→ **PROBLEM TO SOLVE**
Copy all lines below containing "Seed".

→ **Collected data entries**
※

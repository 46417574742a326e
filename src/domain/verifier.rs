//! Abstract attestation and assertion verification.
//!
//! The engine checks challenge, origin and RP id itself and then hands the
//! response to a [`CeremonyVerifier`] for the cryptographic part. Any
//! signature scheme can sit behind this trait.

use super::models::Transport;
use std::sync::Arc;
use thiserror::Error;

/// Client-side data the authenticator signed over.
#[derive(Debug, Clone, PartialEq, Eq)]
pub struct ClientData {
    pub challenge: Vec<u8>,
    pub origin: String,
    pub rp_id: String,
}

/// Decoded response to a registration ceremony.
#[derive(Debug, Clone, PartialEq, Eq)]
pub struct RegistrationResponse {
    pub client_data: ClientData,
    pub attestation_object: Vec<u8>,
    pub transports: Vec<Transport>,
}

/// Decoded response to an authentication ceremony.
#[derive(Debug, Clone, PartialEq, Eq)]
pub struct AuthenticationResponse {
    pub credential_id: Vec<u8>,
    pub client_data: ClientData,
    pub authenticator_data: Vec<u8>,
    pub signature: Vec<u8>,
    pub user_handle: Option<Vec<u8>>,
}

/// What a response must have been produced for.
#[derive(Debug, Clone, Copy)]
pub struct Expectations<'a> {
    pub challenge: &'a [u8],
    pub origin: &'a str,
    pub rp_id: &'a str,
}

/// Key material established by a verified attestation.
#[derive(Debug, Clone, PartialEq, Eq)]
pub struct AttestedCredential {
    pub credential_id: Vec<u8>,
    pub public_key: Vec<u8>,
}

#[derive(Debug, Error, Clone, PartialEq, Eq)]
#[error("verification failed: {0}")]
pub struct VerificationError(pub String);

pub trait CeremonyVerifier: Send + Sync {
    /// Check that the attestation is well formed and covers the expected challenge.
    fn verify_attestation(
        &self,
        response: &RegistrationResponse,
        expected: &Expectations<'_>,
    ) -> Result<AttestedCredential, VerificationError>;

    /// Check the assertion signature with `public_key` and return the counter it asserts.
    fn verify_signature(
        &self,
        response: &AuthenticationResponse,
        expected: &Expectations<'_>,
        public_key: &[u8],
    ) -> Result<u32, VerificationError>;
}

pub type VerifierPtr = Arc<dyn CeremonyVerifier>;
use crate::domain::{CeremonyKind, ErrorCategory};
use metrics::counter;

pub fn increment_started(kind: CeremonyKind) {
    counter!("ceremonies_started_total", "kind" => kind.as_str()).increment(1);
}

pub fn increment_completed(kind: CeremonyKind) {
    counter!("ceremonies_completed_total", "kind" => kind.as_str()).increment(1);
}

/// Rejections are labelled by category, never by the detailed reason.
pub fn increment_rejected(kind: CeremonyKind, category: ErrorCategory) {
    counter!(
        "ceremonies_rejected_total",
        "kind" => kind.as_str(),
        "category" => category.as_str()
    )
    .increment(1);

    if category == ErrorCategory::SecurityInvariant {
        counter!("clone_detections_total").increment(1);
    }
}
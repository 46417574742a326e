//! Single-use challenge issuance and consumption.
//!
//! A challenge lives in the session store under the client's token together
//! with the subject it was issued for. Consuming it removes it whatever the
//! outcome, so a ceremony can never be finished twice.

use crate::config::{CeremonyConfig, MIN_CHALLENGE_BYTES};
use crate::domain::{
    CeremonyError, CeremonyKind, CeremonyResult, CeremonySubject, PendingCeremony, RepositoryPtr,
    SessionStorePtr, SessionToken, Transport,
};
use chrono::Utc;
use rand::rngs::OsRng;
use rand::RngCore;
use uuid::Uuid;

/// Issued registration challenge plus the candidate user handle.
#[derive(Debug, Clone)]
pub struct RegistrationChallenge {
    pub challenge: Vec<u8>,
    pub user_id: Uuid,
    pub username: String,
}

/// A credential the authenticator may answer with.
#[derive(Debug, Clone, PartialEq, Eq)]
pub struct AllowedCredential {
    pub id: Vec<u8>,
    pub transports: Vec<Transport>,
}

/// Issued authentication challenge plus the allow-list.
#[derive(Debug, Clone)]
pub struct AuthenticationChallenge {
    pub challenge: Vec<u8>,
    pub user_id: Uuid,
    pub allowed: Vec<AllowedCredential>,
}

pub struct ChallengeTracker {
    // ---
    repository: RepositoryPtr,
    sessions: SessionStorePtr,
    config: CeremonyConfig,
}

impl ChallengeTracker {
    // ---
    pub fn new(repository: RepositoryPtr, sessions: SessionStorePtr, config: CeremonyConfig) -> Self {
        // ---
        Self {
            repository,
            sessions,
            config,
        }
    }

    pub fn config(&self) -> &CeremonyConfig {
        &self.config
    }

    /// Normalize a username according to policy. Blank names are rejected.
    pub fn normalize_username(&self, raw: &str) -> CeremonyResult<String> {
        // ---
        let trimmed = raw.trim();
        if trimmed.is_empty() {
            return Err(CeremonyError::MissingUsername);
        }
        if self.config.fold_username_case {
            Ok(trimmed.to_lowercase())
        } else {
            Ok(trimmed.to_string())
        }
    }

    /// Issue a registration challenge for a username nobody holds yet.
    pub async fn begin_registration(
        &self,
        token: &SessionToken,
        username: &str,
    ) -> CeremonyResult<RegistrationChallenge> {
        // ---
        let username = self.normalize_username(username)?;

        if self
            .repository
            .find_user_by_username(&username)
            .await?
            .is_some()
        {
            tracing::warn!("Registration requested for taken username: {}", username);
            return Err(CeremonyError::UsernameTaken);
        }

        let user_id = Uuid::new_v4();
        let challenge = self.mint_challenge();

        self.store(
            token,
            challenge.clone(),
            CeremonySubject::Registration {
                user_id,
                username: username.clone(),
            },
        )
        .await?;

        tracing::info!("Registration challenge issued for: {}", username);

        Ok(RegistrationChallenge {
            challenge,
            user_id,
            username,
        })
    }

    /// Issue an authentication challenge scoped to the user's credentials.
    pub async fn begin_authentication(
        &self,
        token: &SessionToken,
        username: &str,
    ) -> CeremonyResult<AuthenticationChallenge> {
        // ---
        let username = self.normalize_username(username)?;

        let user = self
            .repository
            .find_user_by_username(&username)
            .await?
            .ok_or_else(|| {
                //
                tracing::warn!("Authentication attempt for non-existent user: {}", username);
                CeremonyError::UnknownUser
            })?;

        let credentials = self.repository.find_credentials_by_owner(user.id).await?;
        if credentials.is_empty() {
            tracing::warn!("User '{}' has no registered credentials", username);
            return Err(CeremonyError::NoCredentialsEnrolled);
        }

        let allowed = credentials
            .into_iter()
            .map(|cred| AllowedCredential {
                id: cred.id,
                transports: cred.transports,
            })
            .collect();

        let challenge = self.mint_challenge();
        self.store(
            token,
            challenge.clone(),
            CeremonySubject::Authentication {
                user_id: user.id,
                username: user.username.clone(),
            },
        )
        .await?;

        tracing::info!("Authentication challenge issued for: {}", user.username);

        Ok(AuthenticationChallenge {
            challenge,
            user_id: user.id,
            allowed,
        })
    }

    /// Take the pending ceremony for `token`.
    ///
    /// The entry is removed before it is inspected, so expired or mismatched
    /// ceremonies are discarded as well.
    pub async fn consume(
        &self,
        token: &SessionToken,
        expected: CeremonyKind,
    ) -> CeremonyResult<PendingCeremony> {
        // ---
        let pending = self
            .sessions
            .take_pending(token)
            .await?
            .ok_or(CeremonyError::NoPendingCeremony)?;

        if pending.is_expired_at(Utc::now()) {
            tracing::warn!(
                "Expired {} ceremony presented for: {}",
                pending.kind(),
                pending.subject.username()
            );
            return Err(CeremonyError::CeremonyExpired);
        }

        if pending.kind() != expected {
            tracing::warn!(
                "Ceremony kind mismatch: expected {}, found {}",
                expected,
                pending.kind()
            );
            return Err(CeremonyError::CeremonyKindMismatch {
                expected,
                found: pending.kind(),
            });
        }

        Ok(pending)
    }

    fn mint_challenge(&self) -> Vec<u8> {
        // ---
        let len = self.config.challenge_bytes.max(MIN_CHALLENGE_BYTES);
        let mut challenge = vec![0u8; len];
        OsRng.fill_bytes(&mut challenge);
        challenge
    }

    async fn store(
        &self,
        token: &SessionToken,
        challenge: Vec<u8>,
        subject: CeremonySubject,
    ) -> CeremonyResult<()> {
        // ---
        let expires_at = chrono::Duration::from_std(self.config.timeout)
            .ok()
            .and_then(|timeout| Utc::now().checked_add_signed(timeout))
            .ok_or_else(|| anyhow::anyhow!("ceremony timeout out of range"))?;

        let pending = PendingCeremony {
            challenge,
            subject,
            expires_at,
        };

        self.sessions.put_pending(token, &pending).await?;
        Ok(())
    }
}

※

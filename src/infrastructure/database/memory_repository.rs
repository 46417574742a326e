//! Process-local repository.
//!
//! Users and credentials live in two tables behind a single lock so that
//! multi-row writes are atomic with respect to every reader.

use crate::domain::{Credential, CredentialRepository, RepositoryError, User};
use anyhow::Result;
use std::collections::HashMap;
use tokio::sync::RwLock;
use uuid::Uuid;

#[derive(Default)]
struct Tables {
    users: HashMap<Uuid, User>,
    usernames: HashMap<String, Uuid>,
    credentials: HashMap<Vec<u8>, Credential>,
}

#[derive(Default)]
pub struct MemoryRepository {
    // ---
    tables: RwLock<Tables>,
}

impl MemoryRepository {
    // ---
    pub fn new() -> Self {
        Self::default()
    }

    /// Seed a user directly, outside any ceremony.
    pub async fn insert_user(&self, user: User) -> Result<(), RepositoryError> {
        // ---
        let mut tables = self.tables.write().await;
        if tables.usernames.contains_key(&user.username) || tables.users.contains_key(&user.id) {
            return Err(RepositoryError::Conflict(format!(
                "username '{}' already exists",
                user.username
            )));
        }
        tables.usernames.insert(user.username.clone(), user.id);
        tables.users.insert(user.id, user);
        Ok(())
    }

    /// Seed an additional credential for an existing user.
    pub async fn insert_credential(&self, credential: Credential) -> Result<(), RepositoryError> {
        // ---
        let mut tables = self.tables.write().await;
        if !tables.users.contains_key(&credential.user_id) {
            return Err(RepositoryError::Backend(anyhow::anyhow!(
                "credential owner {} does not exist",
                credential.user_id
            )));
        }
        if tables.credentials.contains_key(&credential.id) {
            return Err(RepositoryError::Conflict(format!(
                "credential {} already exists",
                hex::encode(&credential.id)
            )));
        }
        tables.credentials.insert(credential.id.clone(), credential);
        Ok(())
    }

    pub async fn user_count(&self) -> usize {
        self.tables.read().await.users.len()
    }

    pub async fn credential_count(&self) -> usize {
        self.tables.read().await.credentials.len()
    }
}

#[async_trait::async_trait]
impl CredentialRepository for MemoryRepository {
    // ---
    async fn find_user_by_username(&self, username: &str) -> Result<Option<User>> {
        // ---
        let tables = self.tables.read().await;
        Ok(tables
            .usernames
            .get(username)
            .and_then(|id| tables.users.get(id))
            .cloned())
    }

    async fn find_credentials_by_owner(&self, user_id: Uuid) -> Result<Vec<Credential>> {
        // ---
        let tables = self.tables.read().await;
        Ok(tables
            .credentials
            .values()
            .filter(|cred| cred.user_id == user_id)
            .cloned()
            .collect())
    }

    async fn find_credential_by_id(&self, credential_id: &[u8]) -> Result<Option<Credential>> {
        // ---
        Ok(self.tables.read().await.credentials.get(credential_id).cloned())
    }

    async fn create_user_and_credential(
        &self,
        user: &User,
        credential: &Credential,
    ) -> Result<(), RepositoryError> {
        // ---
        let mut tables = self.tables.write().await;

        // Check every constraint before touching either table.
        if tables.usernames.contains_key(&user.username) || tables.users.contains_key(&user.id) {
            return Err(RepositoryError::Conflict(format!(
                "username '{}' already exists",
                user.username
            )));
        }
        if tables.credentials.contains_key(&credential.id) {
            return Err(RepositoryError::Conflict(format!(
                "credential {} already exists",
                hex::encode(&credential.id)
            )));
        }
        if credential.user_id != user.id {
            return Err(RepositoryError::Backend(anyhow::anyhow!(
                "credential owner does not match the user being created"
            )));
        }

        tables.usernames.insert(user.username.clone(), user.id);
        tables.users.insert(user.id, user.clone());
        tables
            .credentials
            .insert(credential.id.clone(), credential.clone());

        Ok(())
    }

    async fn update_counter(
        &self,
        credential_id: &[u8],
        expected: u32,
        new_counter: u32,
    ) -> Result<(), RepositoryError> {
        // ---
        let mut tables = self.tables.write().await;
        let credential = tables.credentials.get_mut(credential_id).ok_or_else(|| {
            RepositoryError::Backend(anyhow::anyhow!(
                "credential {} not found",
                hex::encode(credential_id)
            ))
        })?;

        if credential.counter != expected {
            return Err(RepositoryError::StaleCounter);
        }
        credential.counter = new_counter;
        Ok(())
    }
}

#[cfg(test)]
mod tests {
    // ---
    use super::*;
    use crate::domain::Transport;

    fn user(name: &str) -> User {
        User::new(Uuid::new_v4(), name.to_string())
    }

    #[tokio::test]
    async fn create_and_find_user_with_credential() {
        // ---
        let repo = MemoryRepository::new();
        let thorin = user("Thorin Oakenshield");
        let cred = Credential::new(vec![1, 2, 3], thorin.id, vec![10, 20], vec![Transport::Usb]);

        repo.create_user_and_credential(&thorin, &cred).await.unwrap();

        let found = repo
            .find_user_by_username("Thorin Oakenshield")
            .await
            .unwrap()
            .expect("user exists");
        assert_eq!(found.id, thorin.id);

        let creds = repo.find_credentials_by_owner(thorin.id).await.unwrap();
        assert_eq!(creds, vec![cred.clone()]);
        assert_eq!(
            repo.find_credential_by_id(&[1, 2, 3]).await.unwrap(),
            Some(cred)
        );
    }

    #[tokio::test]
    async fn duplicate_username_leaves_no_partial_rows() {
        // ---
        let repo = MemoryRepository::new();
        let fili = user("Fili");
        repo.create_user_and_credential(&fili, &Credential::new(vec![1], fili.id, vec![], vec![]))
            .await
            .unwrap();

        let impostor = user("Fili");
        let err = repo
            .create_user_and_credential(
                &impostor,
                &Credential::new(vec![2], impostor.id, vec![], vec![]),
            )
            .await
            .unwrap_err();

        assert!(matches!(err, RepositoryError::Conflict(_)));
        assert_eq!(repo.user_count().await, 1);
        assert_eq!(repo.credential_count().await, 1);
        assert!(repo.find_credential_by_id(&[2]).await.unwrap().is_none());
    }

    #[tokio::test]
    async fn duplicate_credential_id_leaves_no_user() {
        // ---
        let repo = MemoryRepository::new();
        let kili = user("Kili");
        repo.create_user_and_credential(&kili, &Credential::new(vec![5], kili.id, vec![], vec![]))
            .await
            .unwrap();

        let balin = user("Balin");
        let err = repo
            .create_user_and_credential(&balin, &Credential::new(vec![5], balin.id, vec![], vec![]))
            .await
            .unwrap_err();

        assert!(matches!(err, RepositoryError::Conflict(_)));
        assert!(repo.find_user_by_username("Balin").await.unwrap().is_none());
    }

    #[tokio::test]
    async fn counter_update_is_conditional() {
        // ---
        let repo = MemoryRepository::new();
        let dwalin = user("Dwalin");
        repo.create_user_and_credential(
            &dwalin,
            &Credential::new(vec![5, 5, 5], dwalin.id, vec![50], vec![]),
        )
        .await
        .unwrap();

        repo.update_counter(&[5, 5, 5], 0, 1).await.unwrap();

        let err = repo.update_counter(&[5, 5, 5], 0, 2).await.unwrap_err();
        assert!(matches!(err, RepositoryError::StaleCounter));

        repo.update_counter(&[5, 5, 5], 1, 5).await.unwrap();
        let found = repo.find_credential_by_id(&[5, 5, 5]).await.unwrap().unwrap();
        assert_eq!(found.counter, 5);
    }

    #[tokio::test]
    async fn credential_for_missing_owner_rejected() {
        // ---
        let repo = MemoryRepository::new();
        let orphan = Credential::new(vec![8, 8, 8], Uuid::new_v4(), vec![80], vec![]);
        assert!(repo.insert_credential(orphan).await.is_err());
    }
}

※

→ **RESPONSE TO THE EXERCISE**
    /// Seed a user directly, outside any ceremony.
    /// Seed an additional credential for an existing user.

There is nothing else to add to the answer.